11:01 Whoa! The 'ILT' yields totally non intuitive yet highly functional results. This leads one to speculate what 'Artificial Intelligence ' might yield: 1) The good: Even greater, yet less understood optimizations. 2) The bad: Maligned functionalities that only an AI 'being' can access, and will do so at a time of their choosing.
12:56 One day we'll have in space fabs for chips. These will use lithography, but with a mask that is several hundreds of meters in size. The light will go through lenses similar in size to that of the mask, but these lenses will be fluid tension based, like almost completely self correcting. Spin fluid in space, and you get a lens, basically. Transistors operating on microvolts, 50 atoms wide circuitry. Makes Ryzen 9 appear like dinosaur bones when it comes to computational effectiveness.
50 atoms wide wires were already in use. 7 atoms have 1nm size. 50 atoms have 7nm size. This is what 7nm process is capable to print on Si. Now 3mm is in use that allows 20 atoms width wires.
Still crazy to me that it took the 3D movie industry over a decade or more to use gpus for rendering, when it's litterally what a gpu was designed for.
SGI was built around the job of processing high resolution digital animation for the movie industry where every pixel was antialiased by combining 64 separately computed sub-samples (lots of computations). They created and used OpenGL which is what many GPUs now use. SGI is how Nvidia got their start. They cross sued each other and SGI agreed to let them use their IP plus cherry pick their best engineers to work for Nvidia. It was such a lopsided deal, I wondered if the new CEO deliberately sabotaged SGI as a potential competitor to Microsoft (where he came from). The CEO also created a joint effort with Microsoft to create an alternative to OpenGL (called Fahrenheit) which was eventually abandoned but Microsoft evolved it into DirectX which competes against OpenGL. Another vice president of Microsoft was made CEO of Nokia and immediately sabotaged their operating system and pushed a Microsoft cell phone OS instead (the CEO hired from Microsoft destroyed Nokia, same as the CEO hired from Microsoft destroyed SGI).
@@douginorlando6260 OpenGL is now care taken by the Khronos group, an industry consortium who developed the cross platform Vulkan API from AMD's Mantle which also stimulated DX12. There are still OpenGL programs like Second Life used today. Back in the 90's Silicon Graphics were one of many UNIX work station vendors, but had expensive machines. It was the Pentium and PC clones using 32bit Windows which totally undercut the workstation market, that suffered from fragmentation so had limited software. ISV's ported their software to Wintel and the desktops were much cheaper and more familiar to office users than specialist workstations which became unviable to develop.
Can you provide some link where the luminescent technology has been split into synopsys and KLA ? I see it's acquired by KLA. But no reference to synopsys at all.

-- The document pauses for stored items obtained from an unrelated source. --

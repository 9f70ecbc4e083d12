//! Translation of error records into player-facing messages.
//!
//! Raw error text is for logs. The player sees a severity-banded message
//! chosen by component and severity.

use serde::Serialize;
use stargazer_types::{ActionType, ErrorComponent, ErrorRecord, ErrorSeverity};

/// A message fit for display.
#[derive(Debug, Clone, PartialEq, Eq, Serialize)]
#[serde(rename_all = "camelCase")]
pub struct UserMessage {
    /// Severity band, for styling.
    pub severity: ErrorSeverity,
    /// Short headline.
    pub title: String,
    /// One or two sentences of explanation.
    pub body: String,
}

/// Build the player-facing message for `record`.
pub fn user_message(record: &ErrorRecord) -> UserMessage {
    let title = match record.severity {
        ErrorSeverity::Critical => "Something went badly wrong",
        ErrorSeverity::High => "Progress may not be saved",
        ErrorSeverity::Medium => "Something went wrong",
        ErrorSeverity::Low => "Minor hiccup",
    };
    let body = match record.component {
        ErrorComponent::Persistence if record.operation == Some(ActionType::LoadGameStart) => {
            "Your saved game could not be loaded. A new session was started instead."
        }
        ErrorComponent::Persistence => {
            "Your progress could not be saved. You can keep exploring, but progress will be lost when you quit."
        }
        ErrorComponent::LevelOrchestrator if record.severity == ErrorSeverity::Low => {
            "The view could not be adjusted for this area."
        }
        ErrorComponent::LevelOrchestrator => {
            "That area could not be loaded. You have been returned to where you were."
        }
        ErrorComponent::Validator | ErrorComponent::Engine if record.recoverable => {
            "The session state was corrected automatically."
        }
        ErrorComponent::Validator | ErrorComponent::Engine => {
            "The session state is inconsistent. Restarting the session is recommended."
        }
        ErrorComponent::Middleware | ErrorComponent::Subscriber | ErrorComponent::External => {
            "A background task failed. Your session is unaffected."
        }
    };
    UserMessage {
        severity: record.severity,
        title: title.to_owned(),
        body: body.to_owned(),
    }
}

I can't answer your question directly, but KLA is basically and inspection company (for masks and wafers) and Synopsis is an electronic design automation (EDA) company. Both companies need this software, as do their customers, circuit designers, mask shops, and wafer fabs. I'm sure KLA licenses this ILT software to all parties.
It makes me sad that we don't have chinatowns in Europe. Well i know there are one or two but in none of the large cities that i tend to be in. Or even not neessarily chinatowns but some sort of cute weird enclaves that straddle the line between a theme park and a lived-in livable space.
All the NVidia libraries start with CU for CUDA, (Compute Unified Device Architecture) their current overall parallel API and GPU architecture name, CUBLAS (basic linear algebra system), CUDNN (CU deep neural net) CUSPARSE (sparse array computation) etc., so the butt thing is an unfortunate coinkydink.